(SUPPLIED ENTRIES begins)

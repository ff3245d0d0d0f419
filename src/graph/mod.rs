//! Entity/Property Graph
//!
//! Central arena for entity and property declarations. Entities own ordered
//! property lists; reference-kind properties point at other entities by
//! `EntityId` only, never by ownership, so diamond and cyclic shapes are fine.
//!
//! A petgraph `DiGraph` mirrors the reference structure for SCC detection and
//! dependency ordering (see `analysis`).

pub mod analysis;
pub mod diagnostics;
pub mod loader;

pub use analysis::{dependency_order, identity_cycles, check_identity_acyclic};
pub use diagnostics::{DiagnosticCode, DiagnosticItem, Diagnostics, Severity};
pub use loader::{
    DirectiveDeclaration, EntityDeclaration, GraphDeclaration, PropertyDeclaration,
    PropertyTypeDeclaration,
};

use petgraph::graph::{DiGraph, NodeIndex};
use petgraph::visit::EdgeRef;
use petgraph::Direction;
use serde::{Deserialize, Serialize};
use std::collections::HashMap;
use std::path::Path;

use crate::error::Result;
use crate::paths::PropertyPath;

// =============================================================================
// Identifiers
// =============================================================================

/// Index of an entity in the graph arena
#[derive(Debug, Clone, Copy, PartialEq, Eq, Hash, PartialOrd, Ord, Serialize, Deserialize)]
pub struct EntityId(pub(crate) usize);

impl EntityId {
    pub fn index(self) -> usize {
        self.0
    }
}

/// Index of a property in the graph arena
#[derive(Debug, Clone, Copy, PartialEq, Eq, Hash, PartialOrd, Ord, Serialize, Deserialize)]
pub struct PropertyId(pub(crate) usize);

impl PropertyId {
    pub fn index(self) -> usize {
        self.0
    }
}

// =============================================================================
// Entity
// =============================================================================

/// Kind of schema node
#[derive(Debug, Clone, Copy, PartialEq, Eq, Hash, Serialize, Deserialize)]
#[serde(rename_all = "camelCase")]
pub enum EntityKind {
    DomainEntity,
    Association,
    DomainEntitySubclass,
    AssociationSubclass,
    Common,
    InlineCommon,
    Choice,
    Descriptor,
}

impl EntityKind {
    /// Entities that become API resources with their own document
    pub fn is_resource(&self) -> bool {
        matches!(
            self,
            Self::DomainEntity
                | Self::Association
                | Self::DomainEntitySubclass
                | Self::AssociationSubclass
        )
    }

    pub fn is_subclass(&self) -> bool {
        matches!(self, Self::DomainEntitySubclass | Self::AssociationSubclass)
    }

    pub fn as_str(&self) -> &'static str {
        match self {
            Self::DomainEntity => "domainEntity",
            Self::Association => "association",
            Self::DomainEntitySubclass => "domainEntitySubclass",
            Self::AssociationSubclass => "associationSubclass",
            Self::Common => "common",
            Self::InlineCommon => "inlineCommon",
            Self::Choice => "choice",
            Self::Descriptor => "descriptor",
        }
    }
}

impl std::fmt::Display for EntityKind {
    fn fmt(&self, f: &mut std::fmt::Formatter<'_>) -> std::fmt::Result {
        f.write_str(self.as_str())
    }
}

/// An author-declared equivalence between two property paths on one entity
#[derive(Debug, Clone, PartialEq, Eq, Serialize, Deserialize)]
pub struct MergeDirective {
    pub source: PropertyPath,
    pub target: PropertyPath,
}

/// A named schema node
#[derive(Debug, Clone)]
pub struct Entity {
    pub id: EntityId,
    pub name: String,
    pub kind: EntityKind,
    pub namespace: String,
    /// Declared properties, in declaration order
    pub properties: Vec<PropertyId>,
    pub superclass: Option<EntityId>,
    pub merge_directives: Vec<MergeDirective>,
}

// =============================================================================
// Property
// =============================================================================

/// Declared scalar types
#[derive(Debug, Clone, Copy, PartialEq, Eq, Hash, Serialize, Deserialize)]
#[serde(rename_all = "camelCase")]
pub enum ScalarType {
    Boolean,
    Currency,
    Date,
    DateTime,
    Decimal,
    Duration,
    Enumeration,
    Integer,
    Percent,
    SharedDecimal,
    SharedInteger,
    SharedShort,
    SharedString,
    Short,
    String,
    Time,
    Year,
}

/// What a property holds
#[derive(Debug, Clone, Copy, PartialEq, Eq, Hash, Serialize, Deserialize)]
#[serde(tag = "kind", content = "target", rename_all = "camelCase")]
pub enum PropertyKind {
    Scalar(ScalarType),
    SchoolYearEnumeration,
    Descriptor(EntityId),
    /// Domain entity or association reference
    Reference(EntityId),
    Common(EntityId),
    InlineCommon(EntityId),
    Choice(EntityId),
}

impl PropertyKind {
    /// Referenced or embedded entity, if any
    pub fn target(&self) -> Option<EntityId> {
        match self {
            Self::Scalar(_) | Self::SchoolYearEnumeration => None,
            Self::Descriptor(id)
            | Self::Reference(id)
            | Self::Common(id)
            | Self::InlineCommon(id)
            | Self::Choice(id) => Some(*id),
        }
    }

    pub fn is_reference(&self) -> bool {
        matches!(self, Self::Reference(_))
    }

    /// Terminal kinds hold a single value in the document
    pub fn is_terminal(&self) -> bool {
        matches!(
            self,
            Self::Scalar(_) | Self::SchoolYearEnumeration | Self::Descriptor(_)
        )
    }

    /// Inline commons and choices add no document level of their own
    pub fn is_transparent(&self) -> bool {
        matches!(self, Self::InlineCommon(_) | Self::Choice(_))
    }
}

/// A property declared on exactly one entity
#[derive(Debug, Clone)]
pub struct Property {
    pub id: PropertyId,
    pub owner: EntityId,
    pub name: String,
    pub role_name: Option<String>,
    pub kind: PropertyKind,
    pub is_identity: bool,
    pub is_collection: bool,
    pub is_required: bool,
    pub extension_namespace: Option<String>,
    /// Superclass identity property this (subclass) property renames
    pub renames_identity: Option<String>,
}

impl Property {
    /// Role name prefixed name. A role name identical to the name adds nothing.
    pub fn full_name(&self) -> String {
        format!("{}{}", self.role_prefix(), self.name)
    }

    /// Role name contribution to column and JSON names
    pub fn role_prefix(&self) -> &str {
        match self.role_name.as_deref() {
            Some(role) if role != self.name => role,
            _ => "",
        }
    }
}

// =============================================================================
// Graph Edges
// =============================================================================

/// Kind of edge in the reference graph
#[derive(Debug, Clone, Copy, PartialEq, Eq, Hash, Serialize, Deserialize)]
pub enum EdgeKind {
    /// Identity property referencing (or embedding) another entity
    Identity,
    /// Non-identity reference to another resource
    Reference,
    /// Descriptor reference
    Descriptor,
    /// Embedded common, inline common or choice
    Contains,
    /// Subclass to superclass
    Superclass,
}

impl EdgeKind {
    /// Edges along which identity flattening recurses
    pub fn is_identity_path(&self) -> bool {
        matches!(self, Self::Identity | Self::Superclass)
    }
}

// =============================================================================
// EntityGraph
// =============================================================================

/// Arena of entities and properties plus the petgraph reference graph
#[derive(Debug, Clone)]
pub struct EntityGraph {
    pub(crate) entities: Vec<Entity>,
    pub(crate) properties: Vec<Property>,
    pub(crate) by_name: HashMap<String, EntityId>,
    pub(crate) graph: DiGraph<EntityId, EdgeKind>,
    pub(crate) node_indices: Vec<NodeIndex>,
    /// Digest of the declaration inputs, for host-side caching
    pub bundle_hash: String,
}

impl EntityGraph {
    /// Load declarations from a JSON file or a directory of JSON files
    pub fn from_path(path: &Path) -> Result<Self> {
        if path.is_dir() {
            loader::load_from_directory(path)
        } else {
            loader::load_from_file(path)
        }
    }

    /// Build from an in-memory JSON document
    pub fn from_json_str(json: &str) -> Result<Self> {
        let declaration: GraphDeclaration = serde_json::from_str(json)?;
        loader::build_graph(vec![declaration], loader::hash_inputs([json.as_bytes()]))
    }

    /// Build from a JSON value (handy with `serde_json::json!`)
    pub fn from_value(value: serde_json::Value) -> Result<Self> {
        let hash = loader::hash_inputs([value.to_string().as_bytes()]);
        let declaration: GraphDeclaration = serde_json::from_value(value)?;
        loader::build_graph(vec![declaration], hash)
    }

    // ========== Public API ==========

    pub fn entity_count(&self) -> usize {
        self.entities.len()
    }

    pub fn property_count(&self) -> usize {
        self.properties.len()
    }

    pub fn edge_count(&self) -> usize {
        self.graph.edge_count()
    }

    pub fn entity(&self, id: EntityId) -> &Entity {
        &self.entities[id.0]
    }

    pub fn property(&self, id: PropertyId) -> &Property {
        &self.properties[id.0]
    }

    /// Resolve an entity name (exact, then case-insensitive)
    pub fn resolve(&self, name: &str) -> Option<EntityId> {
        if let Some(id) = self.by_name.get(name) {
            return Some(*id);
        }
        let lower = name.to_lowercase();
        self.entities
            .iter()
            .find(|e| e.name.to_lowercase() == lower)
            .map(|e| e.id)
    }

    pub fn entities(&self) -> impl Iterator<Item = &Entity> {
        self.entities.iter()
    }

    /// Resource entities in declaration order
    pub fn resources(&self) -> impl Iterator<Item = &Entity> {
        self.entities.iter().filter(|e| e.kind.is_resource())
    }

    pub fn all_properties(&self) -> impl Iterator<Item = &Property> {
        self.properties.iter()
    }

    /// Properties as seen by a document of this entity.
    ///
    /// Subclasses see their superclass's properties first, with any renamed
    /// identity property replaced in place by the renaming property, followed
    /// by their own remaining properties.
    pub fn effective_properties(&self, id: EntityId) -> Vec<PropertyId> {
        let entity = self.entity(id);
        let Some(superclass) = entity.superclass else {
            return entity.properties.clone();
        };

        let renames: HashMap<&str, PropertyId> = entity
            .properties
            .iter()
            .filter_map(|pid| {
                let p = self.property(*pid);
                p.renames_identity.as_deref().map(|old| (old, *pid))
            })
            .collect();

        let mut result: Vec<PropertyId> = self
            .effective_properties(superclass)
            .into_iter()
            .map(|pid| {
                let p = self.property(pid);
                match renames.get(p.name.as_str()) {
                    Some(renamed) if p.is_identity => *renamed,
                    _ => pid,
                }
            })
            .collect();

        result.extend(
            entity
                .properties
                .iter()
                .filter(|pid| self.property(**pid).renames_identity.is_none()),
        );
        result
    }

    /// Effective identity properties, in declaration order
    pub fn identity_properties(&self, id: EntityId) -> Vec<PropertyId> {
        self.effective_properties(id)
            .into_iter()
            .filter(|pid| self.property(*pid).is_identity)
            .collect()
    }

    pub fn has_identity(&self, id: EntityId) -> bool {
        !self.identity_properties(id).is_empty()
    }

    /// Merge directives in effect on an entity (superclass directives first)
    pub fn merge_directives(&self, id: EntityId) -> Vec<MergeDirective> {
        let entity = self.entity(id);
        let mut directives = match entity.superclass {
            Some(superclass) => self.merge_directives(superclass),
            None => Vec::new(),
        };
        directives.extend(entity.merge_directives.iter().cloned());
        directives
    }

    pub(crate) fn node_index(&self, id: EntityId) -> NodeIndex {
        self.node_indices[id.0]
    }

    /// Immediate outgoing edges (dependencies)
    pub fn refs_out(&self, id: EntityId) -> Vec<(EntityId, EdgeKind)> {
        self.graph
            .edges_directed(self.node_index(id), Direction::Outgoing)
            .filter_map(|e| self.graph.node_weight(e.target()).map(|t| (*t, *e.weight())))
            .collect()
    }

    /// Immediate incoming edges (dependents)
    pub fn refs_in(&self, id: EntityId) -> Vec<(EntityId, EdgeKind)> {
        self.graph
            .edges_directed(self.node_index(id), Direction::Incoming)
            .filter_map(|e| self.graph.node_weight(e.source()).map(|s| (*s, *e.weight())))
            .collect()
    }

    /// Export the reference graph to GraphViz DOT format
    pub fn to_dot(&self) -> String {
        let mut output = String::new();

        output.push_str("digraph EntityGraph {\n");
        output.push_str("  rankdir=LR;\n");
        output.push_str("  node [shape=box, style=\"filled,rounded\", fontname=\"Helvetica\", fontsize=10];\n");
        output.push('\n');

        let color_map = [
            (EntityKind::DomainEntity, "#00BCD4"),
            (EntityKind::Association, "#4CAF50"),
            (EntityKind::DomainEntitySubclass, "#2196F3"),
            (EntityKind::AssociationSubclass, "#8BC34A"),
            (EntityKind::Common, "#FF9800"),
            (EntityKind::InlineCommon, "#FFC107"),
            (EntityKind::Choice, "#9C27B0"),
            (EntityKind::Descriptor, "#607D8B"),
        ];

        for entity in &self.entities {
            let color = color_map
                .iter()
                .find(|(kind, _)| *kind == entity.kind)
                .map(|(_, color)| *color)
                .unwrap_or("#9E9E9E");
            output.push_str(&format!(
                "  \"{}\" [label=\"{}\\n({})\", fillcolor=\"{}\"];\n",
                entity.name, entity.name, entity.kind, color
            ));
        }

        output.push('\n');

        for edge in self.graph.edge_references() {
            if let (Some(source), Some(target)) = (
                self.graph.node_weight(edge.source()),
                self.graph.node_weight(edge.target()),
            ) {
                let style = match edge.weight() {
                    EdgeKind::Identity => "bold",
                    EdgeKind::Superclass => "dashed",
                    _ => "solid",
                };
                output.push_str(&format!(
                    "  \"{}\" -> \"{}\" [style={}];\n",
                    self.entity(*source).name,
                    self.entity(*target).name,
                    style
                ));
            }
        }

        output.push_str("}\n");
        output
    }
}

(SUPPLIED ENTRIES ends)

Find the word "PropertyPath" in the entries above, then copy each line that holds it.

ANSWER SECTION
use crate::paths::PropertyPath;
    pub source: PropertyPath,
    pub target: PropertyPath,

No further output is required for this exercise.